Data records –
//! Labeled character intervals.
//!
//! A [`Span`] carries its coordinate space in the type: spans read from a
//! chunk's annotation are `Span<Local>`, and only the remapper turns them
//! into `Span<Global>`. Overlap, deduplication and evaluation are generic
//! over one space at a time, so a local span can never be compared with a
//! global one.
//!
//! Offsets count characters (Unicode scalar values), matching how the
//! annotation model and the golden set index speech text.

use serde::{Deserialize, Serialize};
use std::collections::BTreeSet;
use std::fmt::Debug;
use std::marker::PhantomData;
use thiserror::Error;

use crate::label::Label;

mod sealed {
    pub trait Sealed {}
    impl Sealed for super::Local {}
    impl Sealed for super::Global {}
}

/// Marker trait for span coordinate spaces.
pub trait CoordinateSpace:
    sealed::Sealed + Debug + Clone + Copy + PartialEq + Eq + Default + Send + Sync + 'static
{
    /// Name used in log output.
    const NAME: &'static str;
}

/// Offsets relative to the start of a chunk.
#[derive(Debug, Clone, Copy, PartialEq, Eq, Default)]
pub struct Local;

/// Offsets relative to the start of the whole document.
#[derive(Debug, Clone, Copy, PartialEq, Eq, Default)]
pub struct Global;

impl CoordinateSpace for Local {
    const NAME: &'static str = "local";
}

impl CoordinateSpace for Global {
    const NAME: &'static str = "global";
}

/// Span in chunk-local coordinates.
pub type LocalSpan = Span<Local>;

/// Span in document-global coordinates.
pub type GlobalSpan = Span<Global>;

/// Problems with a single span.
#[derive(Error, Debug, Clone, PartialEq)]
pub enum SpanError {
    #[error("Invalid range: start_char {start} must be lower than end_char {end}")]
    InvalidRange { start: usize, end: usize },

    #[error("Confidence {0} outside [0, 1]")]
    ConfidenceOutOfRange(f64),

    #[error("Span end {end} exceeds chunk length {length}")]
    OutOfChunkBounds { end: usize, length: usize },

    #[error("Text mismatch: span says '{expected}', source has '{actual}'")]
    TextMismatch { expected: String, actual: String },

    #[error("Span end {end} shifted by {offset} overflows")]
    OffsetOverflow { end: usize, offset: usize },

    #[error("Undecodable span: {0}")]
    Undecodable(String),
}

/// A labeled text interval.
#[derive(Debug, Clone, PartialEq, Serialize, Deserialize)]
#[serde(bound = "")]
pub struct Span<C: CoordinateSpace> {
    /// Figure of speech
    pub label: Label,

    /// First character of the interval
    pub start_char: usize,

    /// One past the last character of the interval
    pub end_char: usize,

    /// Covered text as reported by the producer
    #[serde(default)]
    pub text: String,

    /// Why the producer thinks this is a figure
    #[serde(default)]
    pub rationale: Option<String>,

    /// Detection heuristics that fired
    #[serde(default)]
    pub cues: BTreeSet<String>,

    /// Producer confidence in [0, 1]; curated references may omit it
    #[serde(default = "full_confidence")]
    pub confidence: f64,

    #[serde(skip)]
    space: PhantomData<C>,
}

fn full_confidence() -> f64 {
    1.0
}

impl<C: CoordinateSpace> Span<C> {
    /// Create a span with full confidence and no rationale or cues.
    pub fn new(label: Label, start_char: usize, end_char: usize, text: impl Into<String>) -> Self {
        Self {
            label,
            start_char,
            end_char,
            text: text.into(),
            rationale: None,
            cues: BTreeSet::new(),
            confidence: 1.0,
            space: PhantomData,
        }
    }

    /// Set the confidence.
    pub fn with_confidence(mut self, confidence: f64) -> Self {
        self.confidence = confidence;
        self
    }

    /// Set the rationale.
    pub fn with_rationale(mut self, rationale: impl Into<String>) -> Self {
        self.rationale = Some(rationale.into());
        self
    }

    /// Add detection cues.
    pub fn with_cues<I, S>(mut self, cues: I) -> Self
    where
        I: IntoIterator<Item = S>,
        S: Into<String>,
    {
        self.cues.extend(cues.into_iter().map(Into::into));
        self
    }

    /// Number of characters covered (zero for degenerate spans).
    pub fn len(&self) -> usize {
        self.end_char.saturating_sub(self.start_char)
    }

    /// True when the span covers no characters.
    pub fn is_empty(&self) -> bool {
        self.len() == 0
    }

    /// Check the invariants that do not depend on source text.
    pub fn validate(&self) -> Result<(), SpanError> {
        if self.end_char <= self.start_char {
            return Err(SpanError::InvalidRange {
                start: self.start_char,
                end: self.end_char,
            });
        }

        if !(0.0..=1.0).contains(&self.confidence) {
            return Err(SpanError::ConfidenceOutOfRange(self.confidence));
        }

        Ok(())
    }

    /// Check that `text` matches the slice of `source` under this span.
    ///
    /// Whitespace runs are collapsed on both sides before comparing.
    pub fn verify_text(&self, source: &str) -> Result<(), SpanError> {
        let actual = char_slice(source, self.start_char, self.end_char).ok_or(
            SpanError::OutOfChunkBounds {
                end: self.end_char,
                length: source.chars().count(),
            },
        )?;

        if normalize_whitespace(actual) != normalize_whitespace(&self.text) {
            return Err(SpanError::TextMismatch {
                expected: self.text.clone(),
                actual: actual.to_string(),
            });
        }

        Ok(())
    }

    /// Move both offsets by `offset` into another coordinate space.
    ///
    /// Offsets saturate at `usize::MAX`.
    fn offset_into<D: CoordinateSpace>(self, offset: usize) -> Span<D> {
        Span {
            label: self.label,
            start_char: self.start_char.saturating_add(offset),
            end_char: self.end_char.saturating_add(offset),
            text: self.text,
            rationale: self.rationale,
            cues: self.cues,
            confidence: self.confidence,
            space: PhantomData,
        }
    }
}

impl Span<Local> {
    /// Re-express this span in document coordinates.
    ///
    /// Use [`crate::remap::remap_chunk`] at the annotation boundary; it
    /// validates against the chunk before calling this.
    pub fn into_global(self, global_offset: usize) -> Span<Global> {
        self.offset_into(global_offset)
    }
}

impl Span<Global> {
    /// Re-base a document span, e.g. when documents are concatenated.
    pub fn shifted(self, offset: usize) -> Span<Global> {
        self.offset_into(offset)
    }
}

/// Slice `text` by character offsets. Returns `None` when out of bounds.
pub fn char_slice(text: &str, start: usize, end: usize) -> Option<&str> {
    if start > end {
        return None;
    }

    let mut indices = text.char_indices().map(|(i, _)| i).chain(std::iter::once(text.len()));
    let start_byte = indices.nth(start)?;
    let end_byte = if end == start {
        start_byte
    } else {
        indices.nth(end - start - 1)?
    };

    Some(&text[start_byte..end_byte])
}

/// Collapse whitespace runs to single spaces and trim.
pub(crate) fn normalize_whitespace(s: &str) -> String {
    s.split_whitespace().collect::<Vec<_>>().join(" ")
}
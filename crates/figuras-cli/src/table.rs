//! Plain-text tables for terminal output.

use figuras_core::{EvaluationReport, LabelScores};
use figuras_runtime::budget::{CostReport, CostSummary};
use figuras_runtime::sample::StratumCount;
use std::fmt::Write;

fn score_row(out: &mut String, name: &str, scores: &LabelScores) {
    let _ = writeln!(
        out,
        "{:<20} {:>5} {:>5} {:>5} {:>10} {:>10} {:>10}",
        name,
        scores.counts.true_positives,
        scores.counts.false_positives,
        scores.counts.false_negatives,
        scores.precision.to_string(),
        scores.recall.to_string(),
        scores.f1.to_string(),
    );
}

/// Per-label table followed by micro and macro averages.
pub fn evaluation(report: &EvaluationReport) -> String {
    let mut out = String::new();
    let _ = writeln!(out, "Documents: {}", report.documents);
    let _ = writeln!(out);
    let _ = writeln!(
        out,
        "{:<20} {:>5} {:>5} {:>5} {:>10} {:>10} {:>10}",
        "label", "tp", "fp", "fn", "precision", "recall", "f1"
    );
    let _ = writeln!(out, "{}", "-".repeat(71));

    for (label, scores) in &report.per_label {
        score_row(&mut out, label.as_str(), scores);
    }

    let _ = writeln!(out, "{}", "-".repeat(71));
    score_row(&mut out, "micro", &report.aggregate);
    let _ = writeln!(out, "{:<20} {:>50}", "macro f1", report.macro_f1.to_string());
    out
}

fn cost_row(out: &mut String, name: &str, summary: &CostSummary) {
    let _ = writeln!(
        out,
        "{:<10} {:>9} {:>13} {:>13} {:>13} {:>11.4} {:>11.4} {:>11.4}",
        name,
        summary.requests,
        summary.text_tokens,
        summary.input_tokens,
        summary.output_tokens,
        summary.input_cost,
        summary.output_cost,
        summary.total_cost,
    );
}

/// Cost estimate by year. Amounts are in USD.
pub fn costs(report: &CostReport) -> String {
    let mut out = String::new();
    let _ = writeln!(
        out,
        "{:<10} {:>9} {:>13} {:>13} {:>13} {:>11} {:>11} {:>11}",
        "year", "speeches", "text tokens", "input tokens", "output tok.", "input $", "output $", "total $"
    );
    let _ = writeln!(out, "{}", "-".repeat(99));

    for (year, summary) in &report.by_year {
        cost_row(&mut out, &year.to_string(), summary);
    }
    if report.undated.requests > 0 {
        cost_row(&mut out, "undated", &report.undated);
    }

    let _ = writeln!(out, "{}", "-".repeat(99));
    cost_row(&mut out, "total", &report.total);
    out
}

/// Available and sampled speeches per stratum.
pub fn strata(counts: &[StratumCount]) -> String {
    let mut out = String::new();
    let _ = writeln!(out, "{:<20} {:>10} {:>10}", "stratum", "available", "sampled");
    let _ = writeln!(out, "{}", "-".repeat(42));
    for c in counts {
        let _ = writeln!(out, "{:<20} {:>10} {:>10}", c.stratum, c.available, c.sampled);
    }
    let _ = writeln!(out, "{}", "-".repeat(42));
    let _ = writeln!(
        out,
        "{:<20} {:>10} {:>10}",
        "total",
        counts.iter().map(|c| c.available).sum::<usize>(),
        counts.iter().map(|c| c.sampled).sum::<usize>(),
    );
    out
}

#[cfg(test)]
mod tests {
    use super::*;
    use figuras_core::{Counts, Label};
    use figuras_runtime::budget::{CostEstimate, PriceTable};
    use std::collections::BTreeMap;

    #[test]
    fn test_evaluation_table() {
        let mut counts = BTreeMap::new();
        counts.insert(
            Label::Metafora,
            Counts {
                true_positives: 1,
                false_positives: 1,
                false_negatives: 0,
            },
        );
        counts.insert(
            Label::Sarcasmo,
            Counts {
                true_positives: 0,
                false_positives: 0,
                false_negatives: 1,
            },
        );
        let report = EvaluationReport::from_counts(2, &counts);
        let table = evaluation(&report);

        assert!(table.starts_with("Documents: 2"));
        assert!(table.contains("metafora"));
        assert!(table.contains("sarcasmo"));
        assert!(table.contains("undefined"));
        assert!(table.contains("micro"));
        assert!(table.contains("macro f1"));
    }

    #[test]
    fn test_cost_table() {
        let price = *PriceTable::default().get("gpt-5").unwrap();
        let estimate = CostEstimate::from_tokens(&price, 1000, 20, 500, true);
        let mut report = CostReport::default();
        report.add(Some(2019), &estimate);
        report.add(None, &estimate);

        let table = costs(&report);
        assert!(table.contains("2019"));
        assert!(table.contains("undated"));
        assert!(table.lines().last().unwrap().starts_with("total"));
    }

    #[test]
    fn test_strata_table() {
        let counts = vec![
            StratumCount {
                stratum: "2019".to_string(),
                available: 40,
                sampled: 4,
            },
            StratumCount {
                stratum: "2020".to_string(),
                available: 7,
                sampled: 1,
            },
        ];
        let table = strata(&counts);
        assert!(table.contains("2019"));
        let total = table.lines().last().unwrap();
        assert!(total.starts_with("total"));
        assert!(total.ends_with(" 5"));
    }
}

What the task requires –
Go line by line through the material and count the lines holding the word "single". State only the total.

Answer for this exercise –
2